A recent case out of California illustrates the complexity in dealing with student threats at the campus level, especially when those threats originate off campus.  The case, McNeil v. Sherwood School District 88J, 918 F.3d 700 (9th Cir. 2019), involved a student who created a hit list of his high school peers in his personal journal at home.  The student’s journal entry read: “I am God” and “All These People Must Die.”  The journal also included graphic descriptions of violence. The boy’s mother discovered the journal and contacted a therapist.  The therapist, in turn, informed the local police department.

Police searched the student’s residence and found a rifle and ammunition.  The student later admitted to police that sometimes he thought “killing people might relieve some of the stress he feels,” but that he would never carry out his thoughts and that the journal was only used “to vent.”  The student was not charged criminally.

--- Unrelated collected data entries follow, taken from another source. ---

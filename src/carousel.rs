//! Carousel Engine
//!
//! Timer-driven slide position with a progress fraction for the progress
//! bar. The view feeds it fixed-interval ticks; hidden pages don't advance.

#[derive(Debug, Clone, Copy, PartialEq)]
pub struct Carousel {
    len: usize,
    index: usize,
    elapsed_ms: u32,
    slide_ms: u32,
    paused: bool,
}

impl Carousel {
    pub fn new(len: usize, slide_ms: u32) -> Self {
        Self { len, index: 0, elapsed_ms: 0, slide_ms: slide_ms.max(1), paused: false }
    }

    pub fn index(&self) -> usize {
        self.index
    }

    pub fn len(&self) -> usize {
        self.len
    }

    pub fn is_paused(&self) -> bool {
        self.paused
    }

    /// 0.0 ..= 1.0 through the current slide
    pub fn progress(&self) -> f32 {
        (self.elapsed_ms as f32 / self.slide_ms as f32).min(1.0)
    }

    /// Advance the clock by `dt_ms`; returns true when the slide changed
    pub fn tick(&mut self, dt_ms: u32, visible: bool) -> bool {
        if !visible || self.paused || self.len < 2 {
            return false;
        }
        self.elapsed_ms = self.elapsed_ms.saturating_add(dt_ms);
        if self.elapsed_ms >= self.slide_ms {
            self.next();
            true
        } else {
            false
        }
    }

    pub fn next(&mut self) {
        if self.len > 0 {
            self.index = (self.index + 1) % self.len;
        }
        self.elapsed_ms = 0;
    }

    pub fn prev(&mut self) {
        if self.len > 0 {
            self.index = (self.index + self.len - 1) % self.len;
        }
        self.elapsed_ms = 0;
    }

    pub fn go_to(&mut self, index: usize) {
        if index < self.len {
            self.index = index;
            self.elapsed_ms = 0;
        }
    }

    pub fn set_paused(&mut self, paused: bool) {
        self.paused = paused;
    }

    /// Item count changed (reload, admin preview edit)
    pub fn resize(&mut self, len: usize) {
        self.len = len;
        if self.index >= len {
            self.index = 0;
            self.elapsed_ms = 0;
        }
    }

    pub fn set_slide_ms(&mut self, slide_ms: u32) {
        self.slide_ms = slide_ms.max(1);
    }
}

#[cfg(test)]
mod tests {
    use super::*;

    #[test]
    fn test_advances_after_slide_duration_and_wraps() {
        let mut c = Carousel::new(3, 1_000);
        for _ in 0..9 {
            assert!(!c.tick(100, true));
        }
        assert!((c.progress() - 0.9).abs() < 1e-6);
        assert!(c.tick(100, true));
        assert_eq!(c.index(), 1);
        assert_eq!(c.progress(), 0.0);

        c.go_to(2);
        c.tick(1_000, true);
        assert_eq!(c.index(), 0);
    }

    #[test]
    fn test_hidden_page_does_not_tick() {
        let mut c = Carousel::new(3, 500);
        assert!(!c.tick(10_000, false));
        assert_eq!(c.index(), 0);
        assert_eq!(c.progress(), 0.0);
    }

    #[test]
    fn test_single_slide_and_pause_hold_position() {
        let mut c = Carousel::new(1, 100);
        assert!(!c.tick(1_000, true));

        let mut c = Carousel::new(2, 100);
        c.set_paused(true);
        assert!(!c.tick(1_000, true));
        assert_eq!(c.index(), 0);
    }

    #[test]
    fn test_manual_navigation_resets_progress() {
        let mut c = Carousel::new(4, 1_000);
        c.tick(600, true);
        c.prev();
        assert_eq!(c.index(), 3);
        assert_eq!(c.progress(), 0.0);
        c.go_to(9);
        assert_eq!(c.index(), 3);
    }

    #[test]
    fn test_resize_clamps_index() {
        let mut c = Carousel::new(5, 1_000);
        c.go_to(4);
        c.resize(2);
        assert_eq!(c.index(), 0);
        c.resize(0);
        c.next();
        assert_eq!(c.index(), 0);
    }
}
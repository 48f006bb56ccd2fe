//! Navigation Bar Component

use leptos::prelude::*;

use crate::catalog::CATEGORIES;
use crate::context::use_app;
use crate::routes::Page;

#[component]
pub fn NavBar() -> impl IntoView {
    let ctx = use_app();
    let page = ctx.page;
    let contact_open = ctx.contact_open;
    let session = ctx.session().clone();

    let link_class = move |target: Page| {
        move || if page.get() == target { "nav-link active" } else { "nav-link" }
    };

    view! {
        <header class="nav-bar">
            <a class="brand" href="#/">"Trackside Toys"</a>
            <nav class="nav-links">
                <a class=link_class(Page::Home) href="#/">"Home"</a>
                <a class=link_class(Page::Category(None)) href="#/shop">"Shop all"</a>
                {CATEGORIES.iter().map(|c| {
                    let target = Page::Category(Some(c.slug.to_string()));
                    let href = format!("#{}", target.to_path());
                    view! { <a class=link_class(target) href=href>{c.name}</a> }
                }).collect_view()}
            </nav>
            <div class="nav-actions">
                <button class="btn ghost" on:click=move |_| contact_open.set(true)>"Contact"</button>
                {move || if session.signed_in() {
                    let class = if page.get().is_admin() { "btn ghost active" } else { "btn ghost" };
                    view! { <a class=class href="#/admin/studio">"Admin"</a> }.into_any()
                } else {
                    view! { <a class="btn ghost" href="#/login">"Sign in"</a> }.into_any()
                }}
            </div>
        </header>
    }
}
//! Product Card Component

use leptos::prelude::*;

use crate::catalog::Product;
use crate::routes::Page;

#[component]
pub fn ProductCard(product: &'static Product) -> impl IntoView {
    let href = format!("#{}", Page::Product(product.id.to_string()).to_path());

    view! {
        <a class="product-card" href=href>
            <div class="product-image">
                <img src=product.image alt=product.name />
                {product.is_new.then(|| view! { <span class="product-badge">"New"</span> })}
                {(!product.in_stock()).then(|| view! { <span class="product-badge sold-out">"Sold out"</span> })}
            </div>
            <div class="product-info">
                <h3 class="product-name">{product.name}</h3>
                <div class="product-meta">
                    <span class="product-scale">{product.scale}</span>
                    <span class="product-rating">{format!("★ {:.1}", product.rating)}</span>
                </div>
                <span class="product-price">{product.price_label()}</span>
            </div>
        </a>
    }
}
//! Home Page
//!
//! Hero, Studio Showcase, Hot Drops and category tiles. The two backend
//! sections fail quietly: a broken section just isn't rendered.

use leptos::prelude::*;
use leptos::task::spawn_local;

use crate::catalog::{CatalogQuery, CATEGORIES, PRODUCTS};
use crate::collection::CollectionStore;
use crate::components::{ProductCard, StudioShowcase, TrendingGrid};
use crate::config_editor::ConfigEditor;
use crate::context::use_app;
use crate::models::{StudioConfig, StudioVideo, TrendingConfig, TrendingVideo};
use crate::sections::{studio, trending};

#[component]
pub fn HomePage() -> impl IntoView {
    let ctx = use_app();

    let studio_videos = CollectionStore::<StudioVideo>::new(ctx.api.clone(), studio::ENDPOINTS);
    let studio_config = ConfigEditor::<StudioConfig>::new(ctx.api.clone(), studio::CONFIG);
    let trending_videos = CollectionStore::<TrendingVideo>::new(ctx.api.clone(), trending::ENDPOINTS);
    let trending_config = ConfigEditor::<TrendingConfig>::new(ctx.api.clone(), trending::CONFIG);

    {
        let (sv, sc, tv, tc) = (studio_videos.clone(), studio_config.clone(), trending_videos.clone(), trending_config.clone());
        spawn_local(async move {
            if let Err(e) = sc.load().await {
                log::warn!("studio config unavailable: {}", e);
                return;
            }
            if let Err(e) = sv.load().await {
                log::warn!("studio videos unavailable: {}", e);
            }
        });
        spawn_local(async move {
            if let Err(e) = tc.load().await {
                log::warn!("trending config unavailable: {}", e);
                return;
            }
            if let Err(e) = tv.load().await {
                log::warn!("trending videos unavailable: {}", e);
            }
        });
    }

    let featured = CatalogQuery::default().apply(PRODUCTS).into_iter().take(4).collect::<Vec<_>>();

    view! {
        <div class="home-page">
            <section class="hero">
                <h1>"Built for speed. Collected for life."</h1>
                <p>"RC racers, crawlers, drones and shelf-grade die-cast."</p>
                <a class="btn primary" href="#/shop">"Shop the garage"</a>
            </section>

            <StudioShowcase
                config=Signal::derive(move || studio_config.canonical())
                items=Signal::derive(move || studio_videos.visible_items())
            />

            <section class="category-tiles">
                {CATEGORIES.iter().map(|c| view! {
                    <a class="category-tile" href=format!("#/category/{}", c.slug)>
                        <h3>{c.name}</h3>
                        <p>{c.blurb}</p>
                    </a>
                }).collect_view()}
            </section>

            <TrendingGrid
                config=Signal::derive(move || trending_config.canonical())
                items=Signal::derive(move || trending_videos.visible_items())
            />

            <section class="featured-products">
                <h2>"Featured"</h2>
                <div class="product-grid">
                    {featured.into_iter().map(|p| view! { <ProductCard product=p /> }).collect_view()}
                </div>
            </section>
        </div>
    }
}
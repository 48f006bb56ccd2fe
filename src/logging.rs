//! Console Logger
//!
//! `log` backend that writes to the browser console.

use log::{Level, LevelFilter, Log, Metadata, Record};
use wasm_bindgen::JsValue;

struct ConsoleLogger;

static LOGGER: ConsoleLogger = ConsoleLogger;

impl Log for ConsoleLogger {
    fn enabled(&self, metadata: &Metadata) -> bool {
        metadata.level() <= log::max_level()
    }

    fn log(&self, record: &Record) {
        if !self.enabled(record.metadata()) {
            return;
        }
        let line = JsValue::from_str(&format!("[{}] {}", record.target(), record.args()));
        match record.level() {
            Level::Error => web_sys::console::error_1(&line),
            Level::Warn => web_sys::console::warn_1(&line),
            Level::Info => web_sys::console::info_1(&line),
            Level::Debug | Level::Trace => web_sys::console::log_1(&line),
        }
    }

    fn flush(&self) {}
}

/// Install the console logger; later calls are ignored
pub fn init(level: LevelFilter) {
    if log::set_logger(&LOGGER).is_ok() {
        log::set_max_level(level);
    }
}
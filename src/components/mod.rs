//! UI Components
//!
//! Storefront pages, admin screens and the shared widgets they use.

mod admin_shell;
mod category_page;
mod collection_admin;
mod config_form;
mod confirm_modal;
mod contact_modal;
mod error_view;
mod field_input;
mod home_page;
mod login_page;
mod nav_bar;
mod product_card;
mod product_page;
mod section_admin;
mod status_banner;
mod studio_showcase;
mod trending_grid;

pub use admin_shell::AdminShell;
pub use category_page::CategoryPage;
pub use collection_admin::CollectionAdmin;
pub use config_form::ConfigForm;
pub(crate) use confirm_modal::can_dismiss;
pub use confirm_modal::ConfirmModal;
pub use contact_modal::ContactModal;
pub use error_view::{ErrorView, Loading, NotFound};
pub use field_input::FieldInput;
pub use home_page::HomePage;
pub use login_page::LoginPage;
pub use nav_bar::NavBar;
pub use product_card::ProductCard;
pub use product_page::ProductPage;
pub use section_admin::{ContactAdmin, StudioAdmin, TrendingAdmin};
pub use status_banner::StatusBannerView;
pub use studio_showcase::StudioShowcase;
pub use trending_grid::TrendingGrid;
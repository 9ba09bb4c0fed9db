use serde::Serialize;

use liturgia_core::{
    CanonicalDate, LiturgicalColor, LiturgicalEvent, LiturgicalSeason, SaintOfDay,
};

/// Everything shown for one day, built from a single event fetch.
#[derive(Debug, Clone, PartialEq, Eq, Serialize)]
pub struct DayView {
    pub date: CanonicalDate,
    pub season: LiturgicalSeason,
    pub color: LiturgicalColor,
    pub winning_event: Option<LiturgicalEvent>,
    pub events: Vec<LiturgicalEvent>,
    pub saints: Vec<SaintOfDay>,
}

/// The landing view: a day plus what is coming up after today.
#[derive(Debug, Clone, PartialEq, Eq, Serialize)]
pub struct Overview {
    pub day: DayView,
    pub upcoming: Vec<LiturgicalEvent>,
}
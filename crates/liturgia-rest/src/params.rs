use liturgia_core::EventQuery;

/// PostgREST query-string pairs for `query`, filter and ordering included.
///
/// A column may appear more than once (`date=gte.…&date=lte.…`); PostgREST
/// combines repeated filters with AND.
pub fn query_params(query: &EventQuery) -> Vec<(&'static str, String)> {
    let mut params = vec![("select", "*".to_string())];

    match query {
        EventQuery::OnDate(date) => {
            params.push(("date", format!("eq.{}", date)));
            params.push(("order", "rank.desc".to_string()));
            return params;
        }
        EventQuery::InRange(_) => {}
        EventQuery::ByType {
            celebration_type, ..
        } => params.push(("celebration_type", format!("eq.{}", celebration_type))),
        EventQuery::BySeason { season, .. } => {
            params.push(("liturgical_season", format!("eq.{}", season)))
        }
        EventQuery::ByLocality { is_local, .. } => {
            params.push(("is_local_celebration", format!("eq.{}", is_local)))
        }
        EventQuery::Search { text, .. } => {
            let pattern = quoted(&format!("*{}*", text));
            params.push((
                "or",
                format!(
                    "(title.ilike.{p},description.ilike.{p},patron_of.ilike.{p})",
                    p = pattern
                ),
            ));
        }
    }

    let range = query.range();
    params.push(("date", format!("gte.{}", range.start)));
    params.push(("date", format!("lte.{}", range.end)));

    let order = match query {
        EventQuery::Search { .. } => "rank.desc,date.asc",
        _ => "date.asc,rank.desc",
    };
    params.push(("order", order.to_string()));
    params
}

/// Double-quote a filter value so commas and parentheses stay literal.
fn quoted(value: &str) -> String {
    let escaped = value.replace('\\', "\\\\").replace('"', "\\\"");
    format!("\"{}\"", escaped)
}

State law and district policy required the district to inform the students who were named on the hit list.  Following that, a flurry of activity ensued, including media inquiries, many calls and emails from parents, members of the public requesting more information, social media posts of the student, and at least one student arming himself at school to protect against the threat.  Some parents had their children leave school early upon learning of the threat, while other students missed several days of school or transferred out of the district. The school principal recommended expulsion of the student for a year for making “a threat of violence” that “has caused a distinct and substantial disruption to the school environment.”

The parents sued the school district, claiming violations of the student’s constitutional rights, including his First Amendment free speech rights.  The trial court entered judgment in favor of the district and the parents appealed.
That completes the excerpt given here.